Mexican authorities have undertaken a desperate manhunt for former Sinaloa drug cartel boss Joaquin “El Chapo” Guzmán after he escaped from the Altiplano maximum security prison near Mexico City. It was the second time Guzmán escaped from prison; the first was in 2001.
Guzmán had been arrested again in February 2014. As Breitbart Texas reported earlier this year, Mexican authorities had refused extradition requests by the United States, insisting that Guzmán remain in Mexico to complete his sentences, which run into several hundreds of years.
As Breitbart Texas noted at the time, Mexico’s Attorney General Jesus Murillo Karam claimed the risk of Guzmán’s escape “does not exist.”

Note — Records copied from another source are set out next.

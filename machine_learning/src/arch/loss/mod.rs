mod loss_fn;
mod mse;

pub use loss_fn::LossFn;
pub use mse::Mse;
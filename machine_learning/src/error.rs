use std::{
    error::Error,
    fmt::{self, Display},
};

use ndarray::ShapeError;

/// The result type used in the entire machine learning module.
pub type Result<T> = std::result::Result<T, MlErr>;

/// The machine learning module's error type.
#[derive(Debug)]
pub enum MlErr {
    SizeMismatch {
        what: &'static str,
        got: usize,
        expected: usize,
    },
    InvalidShape {
        layer: &'static str,
        got: Vec<usize>,
    },
    Shape(ShapeError),
    MissingCache {
        layer: &'static str,
    },
    InvalidInit(String),
    EmptyBatch,
}

impl Display for MlErr {
    fn fmt(&self, f: &mut fmt::Formatter<'_>) -> fmt::Result {
        match self {
            MlErr::SizeMismatch {
                what,
                got,
                expected,
            } => write!(
                f,
                "There's a size mismatch in {what}, got {got} and expected {expected}"
            ),
            MlErr::InvalidShape { layer, got } => {
                write!(f, "The {layer} layer can't take an input of shape {got:?}")
            }
            MlErr::Shape(e) => write!(f, "Invalid array shape: {e}"),
            MlErr::MissingCache { layer } => write!(
                f,
                "The {layer} layer was asked to go backward without its forward cache"
            ),
            MlErr::InvalidInit(detail) => {
                write!(f, "Failed to initialize the parameters: {detail}")
            }
            MlErr::EmptyBatch => write!(f, "Received an empty batch"),
        }
    }
}

impl Error for MlErr {}

impl From<ShapeError> for MlErr {
    fn from(value: ShapeError) -> Self {
        Self::Shape(value)
    }
}
use serde::{Deserialize, Serialize};

/// The specification for the `Layer` enum.
///
/// Convolution and pooling tuples are `(height, width)`.
#[derive(Debug, Clone, Copy, PartialEq, Serialize, Deserialize)]
#[serde(rename_all = "snake_case")]
pub enum LayerSpec {
    Conv2d {
        in_channels: usize,
        out_channels: usize,
        kernel: (usize, usize),
        stride: (usize, usize),
        padding: (usize, usize),
    },
    Relu,
    MaxPool2d {
        kernel: (usize, usize),
        stride: (usize, usize),
    },
    Dropout {
        p: f32,
    },
    Flatten,
    Linear {
        in_features: usize,
        out_features: usize,
    },
}

impl LayerSpec {
    /// A square convolution.
    pub fn conv(
        in_channels: usize,
        out_channels: usize,
        kernel: usize,
        stride: usize,
        padding: usize,
    ) -> Self {
        Self::Conv2d {
            in_channels,
            out_channels,
            kernel: (kernel, kernel),
            stride: (stride, stride),
            padding: (padding, padding),
        }
    }

    /// A square max pooling window.
    pub fn max_pool(kernel: usize, stride: usize) -> Self {
        Self::MaxPool2d {
            kernel: (kernel, kernel),
            stride: (stride, stride),
        }
    }

    pub fn linear(in_features: usize, out_features: usize) -> Self {
        Self::Linear {
            in_features,
            out_features,
        }
    }
}

/// How the parameters of a freshly built module are initialized.
#[derive(Debug, Clone, Copy, PartialEq, Eq, Serialize, Deserialize)]
#[serde(rename_all = "snake_case")]
pub enum InitSpec {
    /// Weights and biases uniform in `±1/sqrt(fan_in)`.
    Default,
    /// Convolution weights normal with std `sqrt(2/fan_out)`, linear weights normal with
    /// std `0.01`, zero biases.
    KaimingFanOut,
}

/// The specification for a module hosted by a stage process.
#[derive(Debug, Clone, PartialEq, Serialize, Deserialize)]
#[serde(rename_all = "snake_case")]
pub enum ModuleSpec {
    Sequential {
        name: String,
        layers: Vec<LayerSpec>,
        /// The shape of a single sample entering the module, without the batch axis.
        input_shape: Vec<usize>,
        init: InitSpec,
        seed: Option<u64>,
    },
}

impl ModuleSpec {
    /// Returns the module's name.
    pub fn name(&self) -> &str {
        match self {
            ModuleSpec::Sequential { name, .. } => name,
        }
    }
}

/// The specification for the `Optimizer` trait.
#[derive(Debug, Clone, Copy, PartialEq, Serialize, Deserialize)]
#[serde(rename_all = "snake_case")]
pub enum OptimizerSpec {
    GradientDescent { learning_rate: f32 },
    GradientDescentWithMomentum { learning_rate: f32, momentum: f32 },
}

The Wall Street Journal summarized Guzmán’s career in recent years:
On the run after his 2001 escape, Mr. Guzmán rose to the top of the Sinaloa cartel, and embarked in ambitious wars with other cartels, including the Gulf and Juarez cartels. His attempts to take over Ciudad Juárez from the Juarez cartel turned the city, immediately across the border from El Paso, Texas, into a bloody battleground and cost the lives of thousands. Mr. Guzmán also tried to muscle in on Nuevo Laredo, then run by the Gulf Cartel, a move that also led to an explosion of violent deaths.
The Mexican drug cartels are blamed for much of the violence that has taken place along the U.S.-Mexico border in recent years. The Sinaloa cartel also has operatives deep inside the U.S., in cities as far from the border as Chicago. Lax border enforcement has helped its spread.